A few years have passed and the infant has grown up a bit. His mewling has modulated into less cacophonous but still hardly agreeable whining. His face is now puke-free, freshly scrubbed at the start of each day, and so clean that it shines. No longer in his nurse’s arms—and you can bet she’s relieved and catching her breath—he’s on his own for at least that part of the day it takes him to walk to his destination. It’s his daily project to see just how protracted he can make the journey, because what awaits him when he arrives is a bastion of heinousness as forbidding as any torture chamber ever devised in the annals of depravity and tyranny:
school
!
We can all remember taking that long, unwilling walk in the morning, and that’s why Jaques’ Second Age of Man always summons a smile of recognition. Yet every time I read these lines, even as memories cascade of my own slow, satchel-laden 8:00 a.m. stroll down Hopper Avenue toward Roosevelt Elementary, I’m fascinated that this is the image Shakespeare would choose as the defining emblem of childhood. What about all the fun of those years, the horsing around with friends and siblings, the play and laughter with parents, the thrill of discovery of countless new sights, sounds, sensations, and concepts? Shakespeare overlooks all that—call it the
Highlights
magazine stuff—and focuses instead on an image of complaint, misery, and reluctance. The Second Age of Man is the Age of Goofus, not Gallant.
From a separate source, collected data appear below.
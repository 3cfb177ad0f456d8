//! Motion commands accepted by the engine.
//!
//! A command is created once by a producer (decoder or front-end), stamped
//! with an id and a creation time, and consumed exactly once by the engine.
//! Fields are private so a queued command cannot be altered.

use super::motion::ProfileOverride;

/// What a command asks the engine to do.
#[derive(Debug, Clone, Copy, PartialEq, Eq)]
pub enum CommandKind {
    /// Move to an absolute step position.
    MoveAbsolute { target: i32 },
    /// Move by `delta` steps from the last commanded target.
    MoveRelative { delta: i32 },
    /// Run the range-discovery sequence. Accepted in every state.
    Home,
    /// Decelerate to standstill.
    Stop,
    /// Halt immediately and latch until the next `Home`.
    EmergencyStop,
    /// Energize the drive.
    Enable,
    /// De-energize the drive.
    Disable,
}

impl CommandKind {
    /// Whether this command requests motion to a position.
    #[inline]
    pub const fn is_move(&self) -> bool {
        matches!(self, Self::MoveAbsolute { .. } | Self::MoveRelative { .. })
    }

    /// Short label for logs.
    pub const fn label(&self) -> &'static str {
        match self {
            Self::MoveAbsolute { .. } => "move_absolute",
            Self::MoveRelative { .. } => "move_relative",
            Self::Home => "home",
            Self::Stop => "stop",
            Self::EmergencyStop => "emergency_stop",
            Self::Enable => "enable",
            Self::Disable => "disable",
        }
    }
}

/// A stamped, immutable motion request.
#[derive(Debug, Clone, Copy, PartialEq)]
pub struct MotionCommand {
    id: u32,
    timestamp_ms: u64,
    kind: CommandKind,
    profile: ProfileOverride,
}

impl MotionCommand {
    pub const fn new(id: u32, timestamp_ms: u64, kind: CommandKind, profile: ProfileOverride) -> Self {
        Self {
            id,
            timestamp_ms,
            kind,
            profile,
        }
    }

    /// Monotonically increasing id assigned by the command bus.
    #[inline]
    pub const fn id(&self) -> u32 {
        self.id
    }

    /// Creation time [ms] on the bus clock.
    #[inline]
    pub const fn timestamp_ms(&self) -> u64 {
        self.timestamp_ms
    }

    #[inline]
    pub const fn kind(&self) -> CommandKind {
        self.kind
    }

    #[inline]
    pub const fn profile(&self) -> ProfileOverride {
        self.profile
    }
}
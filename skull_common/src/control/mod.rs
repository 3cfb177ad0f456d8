//! Types exchanged between the motion engine, the protocol decoder and
//! front-ends.

pub mod command;
pub mod config;
pub mod error;
pub mod frame;
pub mod motion;
pub mod status;

use static_assertions::const_assert_eq;

// Fixed-size values copied under short-held locks.
const_assert_eq!(core::mem::size_of::<frame::ControlFrame>(), crate::consts::CHANNEL_COUNT);
const_assert_eq!(core::mem::size_of::<status::SystemState>(), 1);
const_assert_eq!(core::mem::size_of::<frame::ControlMode>(), 1);
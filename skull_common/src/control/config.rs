//! Configuration model for the motion core.
//!
//! Every section is optional in TOML; missing fields take the defaults from
//! [`crate::consts`]. Numeric parameters are range-checked by
//! [`CoreConfig::validate`], which names the offending field.
//!
//! ```toml
//! [shared]
//! service_name = "skull-left-eye"
//!
//! [motion]
//! max_speed = 4000.0
//!
//! [homing]
//! home_position_percent = 30
//!
//! [decoder]
//! base_channel = 17
//! position_16bit = true
//! ```

use serde::{Deserialize, Serialize};

use crate::config::{ConfigError, SharedConfig, Validate, check_range};
use crate::consts::*;

use super::motion::{MotionProfile, PositionLimits};

// ─── Top-Level Config ───────────────────────────────────────────────

#[derive(Debug, Clone, PartialEq, Serialize, Deserialize, Default)]
pub struct CoreConfig {
    #[serde(default)]
    pub shared: SharedConfig,
    #[serde(default)]
    pub engine: EngineConfig,
    #[serde(default)]
    pub motion: MotionConfig,
    #[serde(default)]
    pub limits: LimitsConfig,
    #[serde(default)]
    pub homing: HomingConfig,
    #[serde(default)]
    pub decoder: DecoderConfig,
}

impl Validate for CoreConfig {
    fn validate(&self) -> Result<(), ConfigError> {
        self.shared.validate()?;
        self.engine.validate()?;
        self.motion.validate()?;
        self.limits.validate()?;
        self.homing.validate()?;
        self.decoder.validate()?;
        Ok(())
    }
}

impl CoreConfig {
    /// Default motion profile.
    pub fn profile(&self) -> MotionProfile {
        MotionProfile::new(
            self.motion.max_speed,
            self.motion.acceleration,
            self.motion.deceleration,
        )
    }

    /// Travel limits in force before homing.
    pub fn position_limits(&self) -> PositionLimits {
        PositionLimits::new(self.limits.min_position, self.limits.max_position)
    }
}

// ─── Engine ─────────────────────────────────────────────────────────

/// Reaction to a limit switch hit outside homing.
#[derive(Debug, Clone, Copy, PartialEq, Eq, Serialize, Deserialize, Default)]
#[serde(rename_all = "lowercase")]
pub enum LimitAction {
    /// Stop generating steps in the same tick.
    #[default]
    Halt,
    /// Ramp down at the configured deceleration.
    Decelerate,
}

#[derive(Debug, Clone, PartialEq, Serialize, Deserialize)]
pub struct EngineConfig {
    /// Engine tick period [µs].
    #[serde(default = "default_engine_cycle")]
    pub cycle_time_us: u32,

    /// Usable depth of the command queue.
    #[serde(default = "default_queue_capacity")]
    pub queue_capacity: usize,

    /// Bounded wait on the status lock before skipping a publish [µs].
    #[serde(default = "default_status_lock_timeout")]
    pub status_lock_timeout_us: u64,

    /// Minimum spacing between accepted limit switch edges [ms].
    #[serde(default = "default_limit_debounce")]
    pub limit_debounce_ms: u32,

    #[serde(default)]
    pub limit_action: LimitAction,

    /// Largest tolerated |actual − commanded| [steps]; 0 disables the check.
    #[serde(default = "default_following_error")]
    pub following_error_limit: u32,

    /// Energize the drive on the first tick.
    #[serde(default = "default_true")]
    pub enable_on_start: bool,

    /// Queue a `Home` on the first tick.
    #[serde(default)]
    pub auto_home_on_boot: bool,
}

fn default_engine_cycle() -> u32 {
    ENGINE_CYCLE_US
}
fn default_queue_capacity() -> usize {
    QUEUE_CAPACITY_DEFAULT
}
fn default_status_lock_timeout() -> u64 {
    STATUS_LOCK_TIMEOUT_US
}
fn default_limit_debounce() -> u32 {
    LIMIT_DEBOUNCE_MS
}
fn default_following_error() -> u32 {
    50
}
fn default_true() -> bool {
    true
}

impl Default for EngineConfig {
    fn default() -> Self {
        Self {
            cycle_time_us: default_engine_cycle(),
            queue_capacity: default_queue_capacity(),
            status_lock_timeout_us: default_status_lock_timeout(),
            limit_debounce_ms: default_limit_debounce(),
            limit_action: LimitAction::default(),
            following_error_limit: default_following_error(),
            enable_on_start: true,
            auto_home_on_boot: false,
        }
    }
}

impl EngineConfig {
    pub fn validate(&self) -> Result<(), ConfigError> {
        check_range(
            "engine.cycle_time_us",
            self.cycle_time_us,
            CYCLE_TIME_US_MIN,
            CYCLE_TIME_US_MAX,
        )?;
        check_range("engine.queue_capacity", self.queue_capacity, 1, QUEUE_CAPACITY_MAX)?;
        check_range(
            "engine.status_lock_timeout_us",
            self.status_lock_timeout_us,
            1,
            u64::from(self.cycle_time_us),
        )?;
        check_range(
            "engine.limit_debounce_ms",
            self.limit_debounce_ms,
            0,
            LIMIT_DEBOUNCE_MS_MAX,
        )?;
        Ok(())
    }
}

// ─── Motion ─────────────────────────────────────────────────────────

#[derive(Debug, Clone, PartialEq, Serialize, Deserialize)]
pub struct MotionConfig {
    #[serde(default = "default_max_speed")]
    pub max_speed: f64,
    #[serde(default = "default_acceleration")]
    pub acceleration: f64,
    #[serde(default = "default_acceleration")]
    pub deceleration: f64,
}

fn default_max_speed() -> f64 {
    DEFAULT_MAX_SPEED
}
fn default_acceleration() -> f64 {
    DEFAULT_ACCELERATION
}

impl Default for MotionConfig {
    fn default() -> Self {
        Self {
            max_speed: DEFAULT_MAX_SPEED,
            acceleration: DEFAULT_ACCELERATION,
            deceleration: DEFAULT_ACCELERATION,
        }
    }
}

impl MotionConfig {
    pub fn validate(&self) -> Result<(), ConfigError> {
        check_range("motion.max_speed", self.max_speed, SPEED_MIN, SPEED_MAX)?;
        check_range("motion.acceleration", self.acceleration, ACCEL_MIN, ACCEL_MAX)?;
        check_range("motion.deceleration", self.deceleration, ACCEL_MIN, ACCEL_MAX)?;
        Ok(())
    }
}

// ─── Limits ─────────────────────────────────────────────────────────

#[derive(Debug, Clone, PartialEq, Serialize, Deserialize)]
pub struct LimitsConfig {
    #[serde(default)]
    pub min_position: i32,
    #[serde(default = "default_max_position")]
    pub max_position: i32,
}

fn default_max_position() -> i32 {
    DEFAULT_MAX_POSITION
}

impl Default for LimitsConfig {
    fn default() -> Self {
        Self {
            min_position: 0,
            max_position: DEFAULT_MAX_POSITION,
        }
    }
}

impl LimitsConfig {
    pub fn validate(&self) -> Result<(), ConfigError> {
        if self.max_position <= self.min_position {
            return Err(ConfigError::ValidationError(format!(
                "limits.max_position ({}) must exceed limits.min_position ({})",
                self.max_position, self.min_position
            )));
        }
        Ok(())
    }
}

// ─── Homing ─────────────────────────────────────────────────────────

#[derive(Debug, Clone, PartialEq, Serialize, Deserialize)]
pub struct HomingConfig {
    /// Search speed toward each switch [steps/s].
    #[serde(default = "default_homing_speed")]
    pub speed: f64,

    /// Distance to move off a switch after its edge [steps].
    #[serde(default = "default_backoff")]
    pub backoff_steps: i32,

    /// Margin kept inside the discovered range on both ends [steps].
    #[serde(default = "default_limit_margin")]
    pub limit_margin: i32,

    /// Park position after homing, as a percentage of the range.
    #[serde(default = "default_home_percent")]
    pub home_position_percent: u8,

    /// Shortest acceptable usable range [steps].
    #[serde(default = "default_min_range")]
    pub min_usable_range: i32,

    /// Per-phase timeout [ms].
    #[serde(default = "default_homing_timeout")]
    pub timeout_ms: u32,
}

fn default_homing_speed() -> f64 {
    HOMING_SPEED_DEFAULT
}
fn default_backoff() -> i32 {
    HOMING_BACKOFF_DEFAULT
}
fn default_limit_margin() -> i32 {
    LIMIT_MARGIN_DEFAULT
}
fn default_home_percent() -> u8 {
    HOME_POSITION_PERCENT_DEFAULT
}
fn default_min_range() -> i32 {
    MIN_USABLE_RANGE_DEFAULT
}
fn default_homing_timeout() -> u32 {
    HOMING_TIMEOUT_MS
}

impl Default for HomingConfig {
    fn default() -> Self {
        Self {
            speed: HOMING_SPEED_DEFAULT,
            backoff_steps: HOMING_BACKOFF_DEFAULT,
            limit_margin: LIMIT_MARGIN_DEFAULT,
            home_position_percent: HOME_POSITION_PERCENT_DEFAULT,
            min_usable_range: MIN_USABLE_RANGE_DEFAULT,
            timeout_ms: HOMING_TIMEOUT_MS,
        }
    }
}

impl HomingConfig {
    pub fn validate(&self) -> Result<(), ConfigError> {
        check_range("homing.speed", self.speed, HOMING_SPEED_MIN, HOMING_SPEED_MAX)?;
        check_range("homing.backoff_steps", self.backoff_steps, 0, LIMIT_MARGIN_MAX)?;
        check_range("homing.limit_margin", self.limit_margin, 0, LIMIT_MARGIN_MAX)?;
        check_range("homing.home_position_percent", self.home_position_percent, 0, 100)?;
        check_range("homing.min_usable_range", self.min_usable_range, 1, i32::MAX)?;
        check_range("homing.timeout_ms", self.timeout_ms, 100, 600_000)?;
        Ok(())
    }
}

// ─── Decoder ────────────────────────────────────────────────────────

#[derive(Debug, Clone, PartialEq, Serialize, Deserialize)]
pub struct DecoderConfig {
    #[serde(default = "default_true")]
    pub enabled: bool,

    /// First consumed channel, 1-based.
    #[serde(default = "default_base_channel")]
    pub base_channel: u16,

    /// Link timeout [ms].
    #[serde(default = "default_link_timeout")]
    pub timeout_ms: u32,

    /// Decoder tick period [µs].
    #[serde(default = "default_decoder_cycle")]
    pub cycle_time_us: u32,

    /// Combine high and low position bytes.
    #[serde(default)]
    pub position_16bit: bool,

    /// Nominal Stop/Control boundary on the mode byte.
    #[serde(default = "default_mode_boundary")]
    pub stop_control_boundary: u8,

    /// Margin the mode byte must clear past the boundary.
    #[serde(default = "default_mode_hysteresis")]
    pub mode_hysteresis: u8,

    /// Consecutive full-scale mode frames needed to enter Home.
    #[serde(default = "default_home_confirm")]
    pub home_confirm_frames: u8,

    /// Position change that justifies a new command [steps].
    #[serde(default = "default_position_threshold")]
    pub position_threshold: u32,

    /// Speed/acceleration byte change that justifies a new command.
    #[serde(default = "default_profile_threshold")]
    pub profile_threshold: u8,

    /// Resend the current target after this long without emitting [ms].
    #[serde(default = "default_idle_resend")]
    pub idle_resend_ms: u32,

    /// Resend when the settled engine is this far from the target [steps].
    #[serde(default = "default_divergence")]
    pub divergence_tolerance: u32,

    /// Speed floor for the lowest speed byte [steps/s].
    #[serde(default = "default_min_speed")]
    pub min_speed: f64,

    /// Acceleration floor for the lowest acceleration byte [steps/s²].
    #[serde(default = "default_min_acceleration")]
    pub min_acceleration: f64,
}

fn default_base_channel() -> u16 {
    1
}
fn default_link_timeout() -> u32 {
    LINK_TIMEOUT_MS_DEFAULT
}
fn default_decoder_cycle() -> u32 {
    DECODER_CYCLE_US
}
fn default_mode_boundary() -> u8 {
    MODE_BOUNDARY_DEFAULT
}
fn default_mode_hysteresis() -> u8 {
    MODE_HYSTERESIS_DEFAULT
}
fn default_home_confirm() -> u8 {
    HOME_CONFIRM_FRAMES_DEFAULT
}
fn default_position_threshold() -> u32 {
    2
}
fn default_profile_threshold() -> u8 {
    2
}
fn default_idle_resend() -> u32 {
    1000
}
fn default_divergence() -> u32 {
    5
}
fn default_min_speed() -> f64 {
    50.0
}
fn default_min_acceleration() -> f64 {
    100.0
}

impl Default for DecoderConfig {
    fn default() -> Self {
        Self {
            enabled: true,
            base_channel: default_base_channel(),
            timeout_ms: LINK_TIMEOUT_MS_DEFAULT,
            cycle_time_us: DECODER_CYCLE_US,
            position_16bit: false,
            stop_control_boundary: MODE_BOUNDARY_DEFAULT,
            mode_hysteresis: MODE_HYSTERESIS_DEFAULT,
            home_confirm_frames: HOME_CONFIRM_FRAMES_DEFAULT,
            position_threshold: default_position_threshold(),
            profile_threshold: default_profile_threshold(),
            idle_resend_ms: default_idle_resend(),
            divergence_tolerance: default_divergence(),
            min_speed: default_min_speed(),
            min_acceleration: default_min_acceleration(),
        }
    }
}

impl DecoderConfig {
    pub fn validate(&self) -> Result<(), ConfigError> {
        check_range("decoder.base_channel", self.base_channel, 1, MAX_BASE_CHANNEL)?;
        check_range(
            "decoder.timeout_ms",
            self.timeout_ms,
            LINK_TIMEOUT_MS_MIN,
            LINK_TIMEOUT_MS_MAX,
        )?;
        check_range(
            "decoder.cycle_time_us",
            self.cycle_time_us,
            CYCLE_TIME_US_MIN,
            CYCLE_TIME_US_MAX,
        )?;
        // Both bands must stay reachable: Stop at boundary − hysteresis and
        // Control at boundary + hysteresis, below the Home value.
        let hyst = u16::from(self.mode_hysteresis);
        let boundary = u16::from(self.stop_control_boundary);
        if hyst > boundary || boundary + hyst >= u16::from(MODE_HOME_VALUE) {
            return Err(ConfigError::ValidationError(format!(
                "decoder.mode_hysteresis ({hyst}) does not fit around boundary {boundary}"
            )));
        }
        check_range("decoder.home_confirm_frames", self.home_confirm_frames, 1, 50)?;
        check_range("decoder.min_speed", self.min_speed, SPEED_MIN, SPEED_MAX)?;
        check_range(
            "decoder.min_acceleration",
            self.min_acceleration,
            ACCEL_MIN,
            ACCEL_MAX,
        )?;
        Ok(())
    }
}
use crate::bus::{CommandBus, StatusBoard};
use crate::config::ConfigHandle;
use crate::cycle::PeriodicTask;
use crate::drive::{AxisDriver, DriveCommand, DriveInputs};

use homing::{HomingFailReason, HomingInput, HomingSetpoint, HomingSupervisor, HomingTickResult};
use limits::{ConfirmedEdges, LimitCapture, LimitDebouncer, LimitLevels};
use profile::SCurvePlanner;
use state::{EngineEvent, EngineStateMachine, EngineTransition};

/// Why a command was not applied.
#[derive(Debug, Clone, Copy, PartialEq, Eq)]
pub enum RejectReason {
    DriveDisabled,
    State(&'static str),
}

// ─── Motion Engine ──────────────────────────────────────────────────

pub struct MotionEngine {
    config: ConfigHandle,
    bus: Arc<CommandBus>,
    status: Arc<StatusBoard>,
    capture: Arc<LimitCapture>,
    drive: Box<dyn AxisDriver>,

    machine: EngineStateMachine,
    planner: SCurvePlanner,
    homing: HomingSupervisor,
    debouncer: LimitDebouncer,

    limits: PositionLimits,
    /// Raw drive position of the engine's zero.
    origin: i32,
    enabled: bool,
    faults: FaultFlags,
    inputs: DriveInputs,
    alarm_seen: bool,
    following_tripped: bool,
    last_sent_raw: i32,
    last_command_id: u32,

    config_generation: u64,
    cycle_us: u32,
}
//! System-wide constants for the SkullStepper workspace.
//!
//! Single source of truth for numeric limits and defaults. Configuration
//! validation and the decoder both read their bounds from here.

// ─── Cycle Timing ───────────────────────────────────────────────────

/// Default motion engine cycle time in microseconds (1 kHz).
pub const ENGINE_CYCLE_US: u32 = 1000;

/// Default protocol decoder cycle time in microseconds (200 Hz).
pub const DECODER_CYCLE_US: u32 = 5000;

/// Shortest accepted cycle time [µs].
pub const CYCLE_TIME_US_MIN: u32 = 100;

/// Longest accepted cycle time [µs].
pub const CYCLE_TIME_US_MAX: u32 = 100_000;

// ─── Command Bus ────────────────────────────────────────────────────

/// Hard capacity of the pre-allocated command queue.
pub const QUEUE_CAPACITY_MAX: usize = 32;

/// Default usable depth of the command queue.
pub const QUEUE_CAPACITY_DEFAULT: usize = 10;

/// Default bounded wait for the status record lock [µs].
pub const STATUS_LOCK_TIMEOUT_US: u64 = 200;

// ─── Motion Parameter Bounds ────────────────────────────────────────

/// Speed bounds [steps/s].
pub const SPEED_MIN: f64 = 1.0;
pub const SPEED_MAX: f64 = 20_000.0;

/// Acceleration / deceleration bounds [steps/s²].
pub const ACCEL_MIN: f64 = 1.0;
pub const ACCEL_MAX: f64 = 20_000.0;

/// Default maximum speed [steps/s].
pub const DEFAULT_MAX_SPEED: f64 = 5000.0;

/// Default acceleration and deceleration [steps/s²].
pub const DEFAULT_ACCELERATION: f64 = 5000.0;

/// Default travel before homing [steps].
pub const DEFAULT_MAX_POSITION: i32 = 800;

// ─── Limit Switches ─────────────────────────────────────────────────

/// Default debounce window for limit switch edges [ms].
pub const LIMIT_DEBOUNCE_MS: u32 = 100;

/// Upper bound on the limit debounce window [ms].
pub const LIMIT_DEBOUNCE_MS_MAX: u32 = 1000;

// ─── Homing ─────────────────────────────────────────────────────────

/// Homing speed bounds [steps/s].
pub const HOMING_SPEED_MIN: f64 = 10.0;
pub const HOMING_SPEED_MAX: f64 = 10_000.0;

/// Default homing speed [steps/s].
pub const HOMING_SPEED_DEFAULT: f64 = 500.0;

/// Default back-off distance after a switch edge [steps].
pub const HOMING_BACKOFF_DEFAULT: i32 = 50;

/// Default safety margin applied inside the discovered range [steps].
pub const LIMIT_MARGIN_DEFAULT: i32 = 10;

/// Upper bound for back-off and margin [steps].
pub const LIMIT_MARGIN_MAX: i32 = 10_000;

/// Default minimum usable travel after homing [steps].
pub const MIN_USABLE_RANGE_DEFAULT: i32 = 100;

/// Default per-phase homing timeout [ms].
pub const HOMING_TIMEOUT_MS: u32 = 30_000;

/// Default home position as a percentage of the discovered range.
pub const HOME_POSITION_PERCENT_DEFAULT: u8 = 50;

// ─── Protocol Decoder ───────────────────────────────────────────────

/// Number of channels in one DMX512 universe.
pub const UNIVERSE_SIZE: usize = 512;

/// Number of channels consumed from the universe.
pub const CHANNEL_COUNT: usize = 5;

/// Highest base channel that still fits all channels in the universe.
pub const MAX_BASE_CHANNEL: u16 = (UNIVERSE_SIZE - CHANNEL_COUNT + 1) as u16;

/// Link timeout bounds [ms].
pub const LINK_TIMEOUT_MS_MIN: u32 = 100;
pub const LINK_TIMEOUT_MS_MAX: u32 = 60_000;

/// Default link timeout [ms].
pub const LINK_TIMEOUT_MS_DEFAULT: u32 = 5000;

/// Default Stop/Control boundary on the mode byte.
pub const MODE_BOUNDARY_DEFAULT: u8 = 100;

/// Default hysteresis margin around the mode boundary.
pub const MODE_HYSTERESIS_DEFAULT: u8 = 5;

/// Default number of consecutive frames required to enter Home.
pub const HOME_CONFIRM_FRAMES_DEFAULT: u8 = 3;

/// Mode byte value reserved for Home.
pub const MODE_HOME_VALUE: u8 = u8::MAX;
And so a pattern begins to emerge. The baby pukes and screams, the boy whines and creeps. Next, the lover will write idiotic poetry and sigh himself into hyperventilation, then the soldier intemperately will risk life and limb for something as ephemeral as honor, and the Justice will bore everyone silly with his pontifications and pronunciamentos, and on, and on. Life for Jaques, it seems, hasn’t much to do with fun or discovery or even growth or progress. No, life for Jaques—for Shakespeare, for this moment in his writing, anyway—is a series of misadventures, pomposities, and follies. Each misstep is a station on a one-way trip to oblivion, toothlessness, blandness, and blindness.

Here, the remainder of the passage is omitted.